Death is one of the few certainties, but how you pay for your funeral isn’t. To address this afterlife financial issue, the insurance industry offers what it euphemistically calls “final expense plans.” The public may know this type of coverage as burial policy or burial insurance. Consumer groups see them as a bad investment.
Whatever their name and reputation, these policies are a type of whole life insurance that are intended to pay for certain expenses related to death, including a funeral, cremation and burial.
No medical exam
Burial policies are not the same thing as prepaid funeral policies, which are a method for paying a funeral director in advance for your final arrangements, says Joe Skarda, director of education and training for Sapient Financial Group.
Usually completed with simplified underwriting, burial policy applicants will have to answer a few basic questions about their health but will not be subject to a medical exam, Skarda says.
Waiving the medical exam means almost anyone can qualify and therefore drives up the cost of burial insurance as much as 20 times more than a fully underwritten term life policy, says Byron Udell, CEO and founder of AccuQuote.com.
Burial policies “tend to attract the unhealthy people, so they tend to be expensive,” Udell says. “Healthy people can get the better deal (through) fully underwritten products.”
For example, a 50-year-old might pay $3 for each $1,000 worth of coverage for a 20-year term life policy or $150 a year for $50,000 worth of coverage, Udell says.
The same 50-year-old could pay $20 or $30 per $1,000 for a burial policy or $100 to $150 a year for $5,000 in coverage, Udell says.
“If you think you’re going to be dead in six years, it might work out. Otherwise you might be better off putting it under the mattress,” Udell says. “Typically, we sell burial insurance as a last resort. People can’t qualify for term life and want to buy something. Or we’ll sell them an accidental death policy and some final expense.”

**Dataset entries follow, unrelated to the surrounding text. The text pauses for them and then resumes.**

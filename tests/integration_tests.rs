use anyhow::Result;
use httpmock::prelude::*;
use remotive_extract::config::toml_config::{LoadConfig, SourceConfig};
use remotive_extract::{EtlEngine, EtlError, LocalStorage, RemotivePipeline, TomlConfig};
use std::path::Path;
use tempfile::TempDir;

fn config_for(endpoint: String, output_path: &Path, create_dirs: bool) -> TomlConfig {
    TomlConfig {
        source: SourceConfig {
            endpoint,
            search: "data".to_string(),
        },
        load: LoadConfig {
            output_path: output_path.to_str().unwrap().to_string(),
            create_dirs,
        },
    }
}

fn engine_for(config: TomlConfig) -> EtlEngine<RemotivePipeline<LocalStorage, TomlConfig>> {
    let storage = LocalStorage::new(config.load.create_dirs);
    EtlEngine::new(RemotivePipeline::new(storage, config))
}

#[tokio::test]
async fn test_end_to_end_writes_expected_csv() -> Result<()> {
    let temp_dir = TempDir::new()?;
    let output = temp_dir.path().join("remotive_jobs.csv");

    let server = MockServer::start();
    let api_mock = server.mock(|when, then| {
        when.method(GET)
            .path("/api/remote-jobs")
            .query_param("search", "data");
        then.status(200)
            .header("Content-Type", "application/json")
            .json_body(serde_json::json!({
                "0-legal-notice": "Remotive API Legal Notice",
                "job-count": 2,
                "jobs": [
                    {"id": 1, "title": "Data Engineer"},
                    {"id": 2, "title": "Analyst", "remote": true}
                ]
            }));
    });

    let engine = engine_for(config_for(server.url("/api/remote-jobs"), &output, false));
    let summary = engine.run().await?;

    api_mock.assert();
    assert_eq!(summary.records, 2);
    assert_eq!(summary.columns, 3);
    assert_eq!(
        std::fs::read_to_string(&output)?,
        "id,title,remote\n1,Data Engineer,\n2,Analyst,True\n"
    );
    Ok(())
}

#[tokio::test]
async fn test_shared_keys_give_one_row_per_job() -> Result<()> {
    let temp_dir = TempDir::new()?;
    let output = temp_dir.path().join("remotive_jobs.csv");

    let jobs: Vec<serde_json::Value> = (1..=5)
        .map(|i| {
            serde_json::json!({
                "id": i,
                "title": format!("Data Role {}", i),
                "company_name": "Acme",
                "publication_date": "2024-01-15T10:00:00"
            })
        })
        .collect();

    let server = MockServer::start();
    server.mock(|when, then| {
        when.method(GET).path("/api/remote-jobs");
        then.status(200).json_body(serde_json::json!({ "jobs": jobs }));
    });

    engine_for(config_for(server.url("/api/remote-jobs"), &output, false))
        .run()
        .await?;

    let mut reader = csv::Reader::from_path(&output)?;
    assert_eq!(reader.headers()?.len(), 4);
    assert_eq!(reader.records().count(), 5);
    Ok(())
}

#[tokio::test]
async fn test_empty_jobs_writes_header_only_file() -> Result<()> {
    let temp_dir = TempDir::new()?;
    let output = temp_dir.path().join("remotive_jobs.csv");

    let server = MockServer::start();
    server.mock(|when, then| {
        when.method(GET).path("/api/remote-jobs");
        then.status(200).json_body(serde_json::json!({"job-count": 0, "jobs": []}));
    });

    let summary = engine_for(config_for(server.url("/api/remote-jobs"), &output, false))
        .run()
        .await?;

    assert_eq!(summary.records, 0);
    assert!(output.exists());
    let mut reader = csv::Reader::from_path(&output)?;
    assert_eq!(reader.records().count(), 0);
    Ok(())
}

#[tokio::test]
async fn test_missing_jobs_key_leaves_previous_file_untouched() -> Result<()> {
    let temp_dir = TempDir::new()?;
    let output = temp_dir.path().join("remotive_jobs.csv");
    std::fs::write(&output, "id,title\n1,Previous Run\n")?;

    let server = MockServer::start();
    server.mock(|when, then| {
        when.method(GET).path("/api/remote-jobs");
        then.status(200).json_body(serde_json::json!({"job-count": 0}));
    });

    let err = engine_for(config_for(server.url("/api/remote-jobs"), &output, false))
        .run()
        .await
        .unwrap_err();

    assert!(matches!(err, EtlError::MissingFieldError { .. }));
    assert_eq!(std::fs::read_to_string(&output)?, "id,title\n1,Previous Run\n");
    Ok(())
}

#[tokio::test]
async fn test_http_error_writes_no_file() -> Result<()> {
    let temp_dir = TempDir::new()?;
    let output = temp_dir.path().join("remotive_jobs.csv");

    let server = MockServer::start();
    let api_mock = server.mock(|when, then| {
        when.method(GET).path("/api/remote-jobs");
        then.status(429).body("Too Many Requests");
    });

    let err = engine_for(config_for(server.url("/api/remote-jobs"), &output, false))
        .run()
        .await
        .unwrap_err();

    api_mock.assert_hits(1);
    assert!(matches!(err, EtlError::HttpStatusError { status: 429, .. }));
    assert!(!output.exists());
    Ok(())
}

#[tokio::test]
async fn test_missing_output_directory_is_fatal() -> Result<()> {
    let temp_dir = TempDir::new()?;
    let output = temp_dir.path().join("data/processed/remotive_jobs.csv");

    let server = MockServer::start();
    server.mock(|when, then| {
        when.method(GET).path("/api/remote-jobs");
        then.status(200).json_body(serde_json::json!({"jobs": [{"id": 1}]}));
    });

    let err = engine_for(config_for(server.url("/api/remote-jobs"), &output, false))
        .run()
        .await
        .unwrap_err();

    assert!(matches!(err, EtlError::WriteError { .. }));
    assert!(!output.exists());
    Ok(())
}

#[tokio::test]
async fn test_create_dirs_option_creates_output_directory() -> Result<()> {
    let temp_dir = TempDir::new()?;
    let output = temp_dir.path().join("data/processed/remotive_jobs.csv");

    let server = MockServer::start();
    server.mock(|when, then| {
        when.method(GET).path("/api/remote-jobs");
        then.status(200).json_body(serde_json::json!({"jobs": [{"id": 1}]}));
    });

    engine_for(config_for(server.url("/api/remote-jobs"), &output, true))
        .run()
        .await?;

    assert_eq!(std::fs::read_to_string(&output)?, "id\n1\n");
    Ok(())
}

#[tokio::test]
async fn test_dry_run_does_not_write() -> Result<()> {
    let temp_dir = TempDir::new()?;
    let output = temp_dir.path().join("remotive_jobs.csv");

    let server = MockServer::start();
    server.mock(|when, then| {
        when.method(GET).path("/api/remote-jobs");
        then.status(200).json_body(serde_json::json!({"jobs": [{"id": 1, "title": "Analyst"}]}));
    });

    let summary = engine_for(config_for(server.url("/api/remote-jobs"), &output, false))
        .dry_run()
        .await?;

    assert_eq!(summary.records, 1);
    assert_eq!(summary.columns, 2);
    assert!(summary.output_path.is_none());
    assert!(!output.exists());
    Ok(())
}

At the same time, simplified underwriting doesn’t mean a burial policy is a sure thing.
Applicants can be rejected if they disclose they already have cancer, use drugs or have been hospitalized for more than 20 days in the past year, Udell says.
Better options available
Once they’re approved, policyholders usually are subject to two-year contestability and suicide clauses during which time the insurer may fight a claim, says Skarda.
“If a person is aware of something that’s wrong with them, buys a policy and six months later passes away, the insurance company will investigate the claim during the period,” Skarda says.
Although burial policies may appeal to people of limited means without other insurance options, they don’t seem like a good value to Bob Hunter, director of insurance for the Consumer Federation of America.
“I think it’s a predatory type of insurance,” Hunter says. “The people who buy it tend to be less educated and low-income and tend to be minority.”
Instead of buying burial insurance, Hunter recommends trying to purchase an underwritten term life policy. He recently worked with a woman, who, for the same premium as a $5,000 burial policy, was able to acquire a 20-year term life policy with $75,000 in coverage.
Saving the money yourself also may yield a better return on your investment.
“If you’re thinking about a burial policy, you should consider putting money aside and having a savings account,” Hunter says. “It’s a better use of your money.”